Pauvre Pologne !
Un tiers de la population polonaise vit avec moins de 25 dollars par semaine, une situation potentiellement explosive en partie masquée par l'apathie de la société, écrit Wojciech Kosc dans Transitions Online.
Un tiers de la population polonaise vit avec moins de 25 dollars par semaine, une situation potentiellement explosive en partie masquée par l’apathie de la société, écrit Wojciech Kosc dans Transitions Online.
Poland is experiencing “the best times in 300 years.” That at least is the view of Prime Minister Marek Belka, expressed as he reviewed Poland’s first 12 months as a member of the European Union.
Judging by official figures, Poland’s economy is certainly doing well. Its GDP increased by 5.4 percent in 2004, and both foreign direct investment and household consumption climbed by 5.3 percent. Poland’s new shopping malls are crowded every weekend, proving Poles are out taking good advantage of the economic upturn. But far from all of them.
In early May, the Federation of Polish Food Banks, an organization whose aim is to reduce malnutrition and prevent wasting of food by handing the food to the poor and needy, highlighted other statistics that ruling politicians are far less likely to mention in public, figures that may sound shocking, particularly when contrasted with the celebration of good times prompted by first anniversary of EU accession.
Five million Poles officially live in extreme poverty, government statistics say. This poverty is, by West European standards, truly extreme, with just 2 euros ($2.50) a day for all expenses, including food, clothing and rent. Another 7.7 million people are near the poverty line, with just 2.50 euros a day. Incredible as it may sound, this makes a total of more than 12 million people, 33 percent of a society that appears modern and increasingly affluent to the outside world.
The official poverty line for a family of four is 295 euros a month.
Poverty goes hand in hand with living in small towns and rural areas. This also partially explains the fact how millions of people get by such pitiful sums. They often live in their own houses – no matter how run-down they are – and have got their own land patches where they grow vegetables.
In big cities, the situation is different – you cannot get by with what you grow, but on the other hand there are more possibilities to earn extra money. The unemployed may get one-time jobs on the black market, for example at construction sites where they get some EUR 1.25 an hour. They collect and sell recyclable materials, such as cans or scrap metal. In Silesia, the coal mining hub, Polish State Railways are plagued by people who steal coal from trains so as to sell it or use it for heating in the winter.

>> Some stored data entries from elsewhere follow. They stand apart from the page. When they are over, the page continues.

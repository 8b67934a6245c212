//! Locating built APKs.
//!
//! Builds are renamed to `{prefix}-{variant}-{YYYYMMDDHHmm}.apk`, so the output directory
//! accumulates one file per build. [`resolve_apk`] picks the one an install should use:
//!
//! 1. the untouched Flutter output `{prefix}-{variant}.apk`, if present;
//! 2. otherwise the timestamped file with the greatest timestamp.

use std::{
    fs,
    path::{Path, PathBuf},
};

use chrono::{DateTime, TimeZone};
use serde::Serialize;
use tracing::debug;

use super::BuildVariant;

/// Number of digits in a build timestamp (`YYYYMMDDHHmm`).
pub const TIMESTAMP_LEN: usize = 12;

/// Directory Flutter writes APKs to, relative to the project root.
pub const DEFAULT_OUTPUT_DIR: &str = "build/app/outputs/flutter-apk";

/// An APK selected by the resolver.
#[derive(Debug, Clone, PartialEq, Eq, Serialize)]
pub struct PackageCandidate {
    pub path: PathBuf,
    /// Build timestamp embedded in the file name; `None` for the standard name.
    pub timestamp: Option<String>,
}

impl PackageCandidate {
    /// File name of the candidate, for display.
    #[must_use]
    pub fn file_name(&self) -> String {
        self.path
            .file_name()
            .map(|name| name.to_string_lossy().into_owned())
            .unwrap_or_default()
    }
}

/// `{prefix}-{variant}.apk`, the name Flutter produces.
#[must_use]
pub fn standard_file_name(prefix: &str, variant: BuildVariant) -> String {
    format!("{prefix}-{variant}.apk")
}

/// `{prefix}-{variant}-{timestamp}.apk`, the name a finished build is renamed to.
#[must_use]
pub fn timestamped_file_name(prefix: &str, variant: BuildVariant, timestamp: &str) -> String {
    format!("{prefix}-{variant}-{timestamp}.apk")
}

/// Format a build timestamp: year, month, day, hour and minute, zero padded.
#[must_use]
pub fn build_timestamp<Tz: TimeZone>(now: &DateTime<Tz>) -> String
where
    Tz::Offset: std::fmt::Display,
{
    now.format("%Y%m%d%H%M").to_string()
}

/// Match `file_name` against `prefix "-" variant "-" DIGIT{12} ".apk"`.
///
/// `prefix` and `variant` are compared literally. Returns the timestamp digits.
#[must_use]
pub fn parse_timestamped_apk<'a>(
    file_name: &'a str,
    prefix: &str,
    variant: BuildVariant,
) -> Option<&'a str> {
    let timestamp = file_name
        .strip_prefix(prefix)?
        .strip_prefix('-')?
        .strip_prefix(variant.as_str())?
        .strip_prefix('-')?
        .strip_suffix(".apk")?;

    (timestamp.len() == TIMESTAMP_LEN && timestamp.bytes().all(|b| b.is_ascii_digit()))
        .then_some(timestamp)
}

/// Find the APK to install for `prefix` and `variant` inside `dir`.
///
/// A missing or unreadable directory yields `None`; callers fall back to asking
/// the user to build first or to pass an explicit path.
#[must_use]
pub fn resolve_apk(prefix: &str, variant: BuildVariant, dir: &Path) -> Option<PackageCandidate> {
    if !dir.is_dir() {
        debug!("APK output directory {} does not exist", dir.display());
        return None;
    }

    let standard = dir.join(standard_file_name(prefix, variant));
    if standard.is_file() {
        return Some(PackageCandidate {
            path: standard,
            timestamp: None,
        });
    }

    let entries = match fs::read_dir(dir) {
        Ok(entries) => entries,
        Err(err) => {
            debug!("failed to read {}: {err}", dir.display());
            return None;
        }
    };

    entries
        .filter_map(Result::ok)
        .filter_map(|entry| {
            let name = entry.file_name().into_string().ok()?;
            let timestamp = parse_timestamped_apk(&name, prefix, variant)?.to_string();
            Some(PackageCandidate {
                path: entry.path(),
                timestamp: Some(timestamp),
            })
        })
        .max_by(|a, b| a.timestamp.cmp(&b.timestamp))
}

#[cfg(test)]
mod tests {
    use std::fs;

    use chrono::{FixedOffset, TimeZone};
    use tempfile::TempDir;

    use super::*;

    fn output_dir(files: &[&str]) -> TempDir {
        let dir = tempfile::tempdir().unwrap();
        for file in files {
            fs::write(dir.path().join(file), b"apk").unwrap();
        }
        dir
    }

    #[test]
    fn parses_timestamped_names() {
        assert_eq!(
            parse_timestamped_apk("app-debug-202506271511.apk", "app", BuildVariant::Debug),
            Some("202506271511")
        );
        assert_eq!(
            parse_timestamped_apk("my.app-release-202501010000.apk", "my.app", BuildVariant::Release),
            Some("202501010000")
        );
    }

    #[test]
    fn rejects_non_conforming_names() {
        let debug = BuildVariant::Debug;
        for name in [
            "app-debug-20250627151.apk",
            "app-debug-2025062715110.apk",
            "app-debug-20250627151a.apk",
            "app-debug-202506271511.apk.bak",
            "app-debug-202506271511-1.apk",
            "app-release-202506271511.apk",
            "other-debug-202506271511.apk",
            "app-debug.apk",
            "xapp-debug-202506271511.apk",
            "app-debug-２０２５０６２７１５１１.apk",
        ] {
            assert_eq!(parse_timestamped_apk(name, "app", debug), None, "{name}");
        }
    }

    #[test]
    fn prefix_is_matched_literally() {
        assert_eq!(
            parse_timestamped_apk("a.b-debug-202506271511.apk", "a.b", BuildVariant::Debug),
            Some("202506271511")
        );
        assert_eq!(
            parse_timestamped_apk("axb-debug-202506271511.apk", "a.b", BuildVariant::Debug),
            None
        );
        assert_eq!(
            parse_timestamped_apk("app-debug-202506271511.apk", ".*", BuildVariant::Debug),
            None
        );
    }

    #[test]
    fn standard_name_has_priority() {
        let dir = output_dir(&["app-debug.apk", "app-debug-202501010101.apk"]);
        let found = resolve_apk("app", BuildVariant::Debug, dir.path()).unwrap();
        assert_eq!(found.path, dir.path().join("app-debug.apk"));
        assert_eq!(found.timestamp, None);
    }

    #[test]
    fn newest_timestamp_wins() {
        let dir = output_dir(&[
            "app-release-202506271200.apk",
            "app-release-202507011530.apk",
            "app-release-202412312359.apk",
        ]);
        let found = resolve_apk("app", BuildVariant::Release, dir.path()).unwrap();
        assert_eq!(found.path, dir.path().join("app-release-202507011530.apk"));
        assert_eq!(found.timestamp.as_deref(), Some("202507011530"));
    }

    #[test]
    fn ignores_other_variants_and_prefixes() {
        let dir = output_dir(&[
            "app-debug-202507011530.apk",
            "shop-release-202508011530.apk",
            "app-release-202501011530.apk",
            "app-release-209912312359.apk.tmp",
        ]);
        let found = resolve_apk("app", BuildVariant::Release, dir.path()).unwrap();
        assert_eq!(found.file_name(), "app-release-202501011530.apk");
    }

    #[test]
    fn missing_directory_is_not_found() {
        let dir = tempfile::tempdir().unwrap();
        assert_eq!(
            resolve_apk("app", BuildVariant::Debug, &dir.path().join("build/app/outputs/flutter-apk")),
            None
        );
    }

    #[cfg(unix)]
    #[test]
    fn unreadable_directory_is_not_found() {
        use std::os::unix::fs::PermissionsExt;

        let dir = output_dir(&["app-debug-202501010101.apk"]);
        fs::set_permissions(dir.path(), fs::Permissions::from_mode(0o000)).unwrap();
        // Permission bits do not stop root.
        let readable = fs::read_dir(dir.path()).is_ok();
        let found = resolve_apk("app", BuildVariant::Debug, dir.path());
        fs::set_permissions(dir.path(), fs::Permissions::from_mode(0o755)).unwrap();

        if !readable {
            assert_eq!(found, None);
        }
    }

    #[test]
    fn empty_directory_is_not_found() {
        let dir = output_dir(&[]);
        assert_eq!(resolve_apk("app", BuildVariant::Debug, dir.path()), None);
    }

    #[test]
    fn timestamp_is_zero_padded() {
        let offset = FixedOffset::east_opt(8 * 3600).unwrap();
        let now = offset.with_ymd_and_hms(2025, 6, 7, 9, 5, 59).unwrap();
        assert_eq!(build_timestamp(&now), "202506070905");
    }

    #[test]
    fn timestamped_name_round_trips_through_parser() {
        let name = timestamped_file_name("app", BuildVariant::Release, "202506070905");
        assert_eq!(name, "app-release-202506070905.apk");
        assert_eq!(
            parse_timestamped_apk(&name, "app", BuildVariant::Release),
            Some("202506070905")
        );
    }
}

Cities also offer a better system of support: places to eat, obtain free clothing, etc. As long as you have a place to sleep, “it’s virtually impossible not to get by one way or another,” said Marzena Zaleska, an employee of local welfare office in the city of Bialystok, north-eastern Poland.
Bialystok is capital city of one of the poorest regions in Poland. For poverty, though very widespread, also has a distinctly regional character. The poor live predominantly in the north and the east. Six Polish voivodships are on the list of EU’s ten poorest regions; all are in the north and east of the country.
The unemployment rate in Poland is 19.3 percent (data for March 2005), but northern region of Olsztyn is nearing 30 percent, the worst rate in the country. The administrative unit, or powiat, of Bartoszyce, 120 kilometres north of Olsztyn, has the unemployment rate of nearly 40 per cent.
In such areas, a job is a luxury. With demand high and jobs in short supply, pay can be very low. A supermarket cashier, for example, takes home around $180 a month. Even so, offers of jobs like this attract plenty of candidates.
Sociologist Jacek Wodz says such jobs are mainly taken by young people who are already aware of the need of raising their qualifications and education and who treat menial jobs as temporary.
“The real problem are 30- and 40-year olds who are jobless and poor now and will remain so for another 20 or 30 years,” Wodz argues. “So will their children who will have seen nothing but their parents’ failure.”